How does statistics handle low- versus high-dimensional problems? The logical starting point is understanding linear regression, as many machine learning techniques are based on this simple method. The course then shows how linear regression can become flexible and be adjusted to explore high-dimensional associations and causal problems. In addition, I provide an introduction to highly flexible, nonparametric machine learning techniques such as tree-based methods. I present their applicability to both predictive and causal problems and draw contrasts with traditional regression approaches.
To sum up: in this course I summarize the literature on predictive algorithms and provide concrete guidance for their application for causal effect estimation in high dimensions.
Moreover, targeting policy or treatment interventions to specific subgroups of the population requires the understanding of heterogeneous causal effects. Heterogeneous causal effect analysis focuses on examining individualized treatment effects for individuals or subgroups in a population. Understanding heterogeneous treatment effects can critically guide, for instance, policymakers to identify socioeconomic groups of individuals for which the policy causes the largest effects, design effective policies, and tailor information campaigns for the least-responsive groups.
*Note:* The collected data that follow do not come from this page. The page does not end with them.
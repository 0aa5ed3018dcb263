//! Logging setup for the specforge CLI.
//!
//! Structured logging via `tracing` with an environment-driven filter.

use tracing_subscriber::{EnvFilter, fmt, layer::SubscriberExt, util::SubscriberInitExt};

/// Initialize the tracing subscriber.
///
/// The filter honors `RUST_LOG` when set; otherwise the verbose flag selects
/// between debug-level and info-level output for this crate.
///
/// # Errors
///
/// Returns an error if a global subscriber is already installed.
pub fn init_tracing(verbose: bool) -> Result<(), Box<dyn std::error::Error>> {
    let env_filter = EnvFilter::try_from_default_env()
        .or_else(|_| {
            if verbose {
                EnvFilter::try_new("specforge=debug,info")
            } else {
                EnvFilter::try_new("specforge=info,warn")
            }
        })
        .unwrap_or_else(|_| EnvFilter::new("info"));

    tracing_subscriber::registry()
        .with(env_filter)
        .with(
            fmt::layer()
                .with_target(false)
                .with_thread_ids(false)
                .with_file(false)
                .with_line_number(false)
                .compact(),
        )
        .try_init()?;

    Ok(())
}
//! Stage functions: fixed bindings of role instruction and model id over the
//! gateway, one per pipeline use case. All of them propagate gateway
//! failures unchanged.

use crate::config::StageModels;
use crate::error::GatewayError;
use crate::llm::gateway::Gateway;
use crate::llm::types::UsageInfo;
use crate::prompts;

/// Instruction variant for specification generation.
#[derive(Debug, Clone, Copy, PartialEq, Eq, Default)]
pub enum Granularity {
    #[default]
    Simple,
    Detailed,
}

impl Granularity {
    /// Parse a caller-supplied flag. Any value other than the two recognized
    /// ones silently falls back to `Simple`.
    #[must_use]
    pub fn parse(value: &str) -> Self {
        match value {
            "detailed" => Self::Detailed,
            _ => Self::Simple,
        }
    }
}

/// Gateway bound to per-stage models and instructions.
pub struct StageClient<'a> {
    gateway: &'a Gateway,
    models: StageModels,
}

impl<'a> StageClient<'a> {
    #[must_use]
    pub fn new(gateway: &'a Gateway, models: StageModels) -> Self {
        Self { gateway, models }
    }

    /// Turn raw extracted document text into normalized structured Markdown.
    ///
    /// # Errors
    ///
    /// Propagates gateway failures unchanged.
    pub async fn structuring(&self, payload: &str) -> Result<(String, UsageInfo), GatewayError> {
        self.gateway
            .invoke_default(prompts::STRUCTURING, payload, &self.models.structuring)
            .await
    }

    /// Extract test perspectives from a structured document.
    ///
    /// # Errors
    ///
    /// Propagates gateway failures unchanged.
    pub async fn extract_test_perspectives(
        &self,
        payload: &str,
    ) -> Result<(String, UsageInfo), GatewayError> {
        self.gateway
            .invoke_default(
                prompts::EXTRACT_TEST_PERSPECTIVES,
                payload,
                &self.models.test_perspectives,
            )
            .await
    }

    /// Generate the test specification, instruction variant selected by
    /// granularity.
    ///
    /// # Errors
    ///
    /// Propagates gateway failures unchanged.
    pub async fn create_test_spec(
        &self,
        payload: &str,
        granularity: Granularity,
    ) -> Result<(String, UsageInfo), GatewayError> {
        let instruction = match granularity {
            Granularity::Detailed => prompts::CREATE_TEST_SPEC_DETAILED,
            Granularity::Simple => prompts::CREATE_TEST_SPEC_SIMPLE,
        };
        self.gateway
            .invoke_default(instruction, payload, &self.models.test_spec)
            .await
    }

    /// Describe the differences between an old and a new structured
    /// document. Usage is discarded: diff output is an intermediate control
    /// signal, not a billable deliverable.
    ///
    /// # Errors
    ///
    /// Propagates gateway failures unchanged.
    pub async fn detect_diff(&self, payload: &str) -> Result<String, GatewayError> {
        let (text, _) = self
            .gateway
            .invoke_default(
                prompts::DIFF_DETECTION,
                payload,
                &self.models.diff_detection,
            )
            .await?;
        Ok(text)
    }

    /// Diff-aware perspective extraction.
    ///
    /// # Errors
    ///
    /// Propagates gateway failures unchanged.
    pub async fn extract_perspectives_with_diff(
        &self,
        payload: &str,
    ) -> Result<(String, UsageInfo), GatewayError> {
        self.gateway
            .invoke_default(
                prompts::EXTRACT_TEST_PERSPECTIVES_WITH_DIFF,
                payload,
                &self.models.test_perspectives,
            )
            .await
    }

    /// Diff-aware specification generation.
    ///
    /// # Errors
    ///
    /// Propagates gateway failures unchanged.
    pub async fn create_test_spec_with_diff(
        &self,
        payload: &str,
    ) -> Result<(String, UsageInfo), GatewayError> {
        self.gateway
            .invoke_default(
                prompts::CREATE_TEST_SPEC_WITH_DIFF,
                payload,
                &self.models.test_spec,
            )
            .await
    }
}

#[cfg(test)]
mod tests {
    use super::*;

    #[test]
    fn test_granularity_parses_recognized_values() {
        assert_eq!(Granularity::parse("detailed"), Granularity::Detailed);
        assert_eq!(Granularity::parse("simple"), Granularity::Simple);
    }

    #[test]
    fn test_granularity_falls_back_to_simple() {
        assert_eq!(Granularity::parse(""), Granularity::Simple);
        assert_eq!(Granularity::parse("DETAILED"), Granularity::Simple);
        assert_eq!(Granularity::parse("exhaustive"), Granularity::Simple);
    }
}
In this course I present the recent advancements in the treatment effect and machine learning literature on the estimation of conditional average treatment effects (CATEs) from observational data with binary or continuous treatments.
The guidance I provide is supported by comprehensive R tutorials in which I will carefully explain codes piece by piece and provide tools for autonomous work.
Online exam modality: Homework (in groups) + short oral presentation on November 1, 2024 (in groups)
Task: Using tree-based algorithms studied in class and using the R codes provided in the tutorials, find a dataset you like and use such algorithms to predict the outcome, identifying the main predictors of such outcome.
Data sources:
https://archive.ics.uci.edu/datasets
For instance:
1. What drives student alcohol consumption?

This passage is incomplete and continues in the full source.